ANIL GHATGE, a 26-year-old executive working for the Gurgaon-based business process outsourcing company Genpact, is a worried man. From July to September, he has had to put in additional hours and has been under increasing pressure to meet unreasonable targets.
Meena Rajagopal, who works for Mumbai-based Intelenet Global Services, is in a similar predicament. She has not received her performance incentives for the last three months. "Despite my performance matching standards, I and my batch of 30 colleagues have not received our quarterly incentives," she says.
Back office executives are being set impossible targets as outsourcing companies grapple with an appreciating rupee, growing attrition and high manpower costs. The rupee has climbed 9 per cent to the dollar since this May.
"A majority of the outsourcing companies earn their revenues from the US. With the rupee's rise, they are looking at different ways to increase employee productivity," says Pradeep Udhas, global head, sourcing advisory, KPMG.
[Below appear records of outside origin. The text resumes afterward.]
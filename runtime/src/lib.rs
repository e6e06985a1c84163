//! # Promptbus Runtime
//!
//! Runtime implementation for the promptbus reducer architecture.
//!
//! This crate provides the Store runtime that coordinates reducer execution
//! and effect handling.
//!
//! ## Core Components
//!
//! - **Store**: The runtime that manages state and executes effects
//! - **Effect Executor**: Executes effect descriptions and feeds actions back to reducers
//! - **Cancellation Registry**: Tracks in-flight cancellable effects (timers) by id
//!
//! ## Single cooperative sequence
//!
//! The reducer runs while holding the state write lock, so every state
//! mutation of one Store happens on one logical sequence. Effects run on
//! spawned tasks and hop back onto that sequence by sending their resulting
//! action through [`Store::send`].
//!
//! ## Example
//!
//! ```ignore
//! use promptbus_runtime::Store;
//!
//! let store = Store::new(initial_state, my_reducer, environment);
//!
//! // Send an action
//! store.send(Action::DoSomething).await?;
//!
//! // Read state
//! let value = store.state(|s| s.some_field).await;
//! ```

use promptbus_core::{
    effect::{Effect, EffectId},
    reducer::Reducer,
};
use std::collections::HashMap;
use std::sync::atomic::{AtomicBool, AtomicU64, AtomicUsize, Ordering};
use std::sync::{Arc, Mutex, MutexGuard, PoisonError};
use std::time::Duration;
use tokio::sync::{RwLock, watch};
use tokio::task::AbortHandle;

/// Prometheus metrics for observability
pub mod metrics;

/// Error types for the Store runtime
pub mod error {
    use thiserror::Error;

    /// Errors that can occur during Store operations
    #[derive(Error, Debug)]
    pub enum StoreError {
        /// Store is shutting down and not accepting new actions
        ///
        /// This error is returned when `send()` is called after shutdown initiated.
        #[error("Store is shutting down")]
        ShutdownInProgress,

        /// Shutdown timed out waiting for effects to complete
        ///
        /// Some effects were still running when the timeout elapsed.
        #[error("Shutdown timed out with {0} effects still running")]
        ShutdownTimeout(usize),

        /// Timeout waiting for effects to complete
        #[error("Timeout waiting for effects")]
        Timeout,
    }
}

pub use error::StoreError;

/// Configuration for Store instances
///
/// # Example
///
/// ```ignore
/// let config = StoreConfig::default()
///     .with_broadcast_capacity(256)
///     .with_shutdown_timeout(Duration::from_secs(5));
///
/// let store = Store::with_config(state, reducer, env, config);
/// ```
#[derive(Debug, Clone)]
pub struct StoreConfig {
    /// Number of actions buffered for slow action observers
    pub broadcast_capacity: usize,
    /// Default timeout for graceful shutdown
    pub default_shutdown_timeout: Duration,
}

impl StoreConfig {
    /// Set the action broadcast capacity
    #[must_use]
    pub const fn with_broadcast_capacity(mut self, capacity: usize) -> Self {
        self.broadcast_capacity = capacity;
        self
    }

    /// Set the default shutdown timeout
    #[must_use]
    pub const fn with_shutdown_timeout(mut self, timeout: Duration) -> Self {
        self.default_shutdown_timeout = timeout;
        self
    }
}

impl Default for StoreConfig {
    fn default() -> Self {
        Self {
            broadcast_capacity: 16,
            default_shutdown_timeout: Duration::from_secs(30),
        }
    }
}

/// Effect tracking mode - controls how effects are tracked for completion
///
/// # Modes
///
/// - **Direct**: Tracks only immediate effects (default)
/// - **Cascading**: Tracks effects transitively, following the entire effect tree
#[derive(Debug, Clone)]
pub enum TrackingMode {
    /// Track only immediate effects spawned by this action
    Direct,

    /// Track effects transitively - any effects produced by feedback actions
    /// are also tracked as children
    Cascading {
        /// Child effect handles that need to complete before this handle is done
        children: Arc<Mutex<Vec<EffectHandle>>>,
    },
}

impl TrackingMode {
    /// Fresh cascading mode with no children yet
    #[must_use]
    pub fn cascading() -> Self {
        Self::Cascading {
            children: Arc::new(Mutex::new(Vec::new())),
        }
    }
}

fn lock<T>(mutex: &Mutex<T>) -> MutexGuard<'_, T> {
    mutex.lock().unwrap_or_else(PoisonError::into_inner)
}

/// Handle for tracking effect completion
///
/// Returned by [`Store::send()`] to allow waiting for effects to complete.
/// Each action gets a handle that can be awaited to know when its effects
/// (and optionally cascading effects) are done.
///
/// # Example
///
/// ```ignore
/// let mut handle = store.send(Action::Start).await?;
/// handle.wait_with_timeout(Duration::from_secs(5)).await?;
/// // All effects from Action::Start are now complete
/// ```
#[derive(Clone)]
pub struct EffectHandle {
    mode: TrackingMode,
    effects: Arc<AtomicUsize>,
    completion: watch::Receiver<()>,
}

impl EffectHandle {
    /// Create a new effect handle with the given tracking mode
    ///
    /// Returns the handle given to the caller and the tracking context
    /// carried through effect execution.
    fn new(mode: TrackingMode) -> (Self, EffectTracking) {
        let counter = Arc::new(AtomicUsize::new(0));
        let (tx, rx) = watch::channel(());

        let handle = Self {
            mode: mode.clone(),
            effects: Arc::clone(&counter),
            completion: rx,
        };

        let tracking = EffectTracking {
            mode,
            counter,
            notifier: tx,
        };

        (handle, tracking)
    }

    /// Create a handle that's already complete
    #[must_use]
    pub fn completed() -> Self {
        let (tx, rx) = watch::channel(());
        let _ = tx.send(());

        Self {
            mode: TrackingMode::Direct,
            effects: Arc::new(AtomicUsize::new(0)),
            completion: rx,
        }
    }

    /// Wait for all effects to complete
    ///
    /// Waits until the effect counter reaches zero, then (in cascading mode)
    /// recursively waits for every child handle.
    pub async fn wait(&mut self) {
        while self.effects.load(Ordering::SeqCst) > 0 {
            if self.completion.changed().await.is_err() {
                break;
            }
        }

        if let TrackingMode::Cascading { children } = &self.mode {
            loop {
                let handles = {
                    let mut guard = lock(children);
                    if guard.is_empty() {
                        break;
                    }
                    guard.drain(..).collect::<Vec<_>>()
                };

                for mut handle in handles {
                    Box::pin(handle.wait()).await;
                }
            }
        }
    }

    /// Wait for all effects to complete with a timeout
    ///
    /// # Errors
    ///
    /// Returns [`StoreError::Timeout`] if the timeout expires before all effects complete.
    pub async fn wait_with_timeout(&mut self, timeout: Duration) -> Result<(), StoreError> {
        tokio::time::timeout(timeout, self.wait())
            .await
            .map_err(|_| StoreError::Timeout)
    }
}

impl std::fmt::Debug for EffectHandle {
    fn fmt(&self, f: &mut std::fmt::Formatter<'_>) -> std::fmt::Result {
        f.debug_struct("EffectHandle")
            .field("mode", &self.mode)
            .field("pending_effects", &self.effects.load(Ordering::SeqCst))
            .finish_non_exhaustive()
    }
}
//! Shared fixtures for hub integration tests

#![allow(dead_code)]

use promptbus::catalog::{Catalog, GrantAction, GrantProbe, SettingsOpener};
use promptbus::config::BusConfig;
use promptbus::hub::{Collaborators, Hub, HubError};
use promptbus::notification::HapticsEngine;
use promptbus::mock::{RecordingHaptics, RecordingSettings, ScriptedAction, ScriptedProbe};
use promptbus::rating::RatingProgress;
use promptbus_testing::{init_test_tracing, test_clock};
use std::sync::Arc;
use std::time::Duration;

/// A running hub with handles on its scripted collaborators
pub struct Fixture {
    pub hub: Hub,
    pub probe: Arc<ScriptedProbe>,
    pub action: Arc<ScriptedAction>,
    pub settings: Arc<RecordingSettings>,
    pub haptics: Arc<RecordingHaptics>,
}

pub fn start(probe: Arc<ScriptedProbe>, action: Arc<ScriptedAction>) -> Result<Fixture, HubError> {
    start_with(BusConfig::default(), probe, action)
}

pub fn start_with(
    config: BusConfig,
    probe: Arc<ScriptedProbe>,
    action: Arc<ScriptedAction>,
) -> Result<Fixture, HubError> {
    start_restored(config, RatingProgress::default(), probe, action)
}

/// Start a hub that resumes saved rating progress
pub fn start_restored(
    config: BusConfig,
    progress: RatingProgress,
    probe: Arc<ScriptedProbe>,
    action: Arc<ScriptedAction>,
) -> Result<Fixture, HubError> {
    init_test_tracing();

    let dyn_probe: Arc<dyn GrantProbe> = Arc::clone(&probe) as Arc<dyn GrantProbe>;
    let dyn_action: Arc<dyn GrantAction> = Arc::clone(&action) as Arc<dyn GrantAction>;
    let settings = Arc::new(RecordingSettings::new());
    let haptics = Arc::new(RecordingHaptics::new());

    let collaborators = Collaborators::new(
        Arc::clone(&settings) as Arc<dyn SettingsOpener>,
        Arc::clone(&haptics) as Arc<dyn HapticsEngine>,
    )
    .with_clock(Arc::new(test_clock()));

    let hub = Hub::start_with_rating(
        config,
        Catalog::new().with_all(&dyn_probe, &dyn_action),
        collaborators,
        progress,
    )?;

    Ok(Fixture {
        hub,
        probe,
        action,
        settings,
        haptics,
    })
}

/// Let every ready task run (bus pumps, probes, actions, callbacks)
///
/// With paused time the runtime only advances the clock once all tasks are
/// idle, so this returns after the hub has caught up.
pub async fn settle() {
    tokio::time::sleep(Duration::from_millis(1)).await;
}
"Earlier, one out of five calls were monitored, now three are," says Rajagopal. Ghatge says that his company has informally told the staff that high wage costs have forced a review of incentive offers.
Generally, quarterly bonuses are given when an employee achieves set targets. Despite repeated attempts, spokespersons with Genpact and Citigroup Global Services refused to comment.
Particularly affected are outsourcing companies that have yearly contracts with US firms. To renegotiate higher rates they now need to provide value-added services to maintain their billings.
Companies are tightening purse strings and this has resulted in holding back bonuses, which some companies give out every quarter to motivate and retain people. "We have initiated other cost management exercises to lower salaries and establishment cost, and measures to improve productivity and employee utilisation to counter the impact of the rupee," says Intelenet CFO Ram Panickar.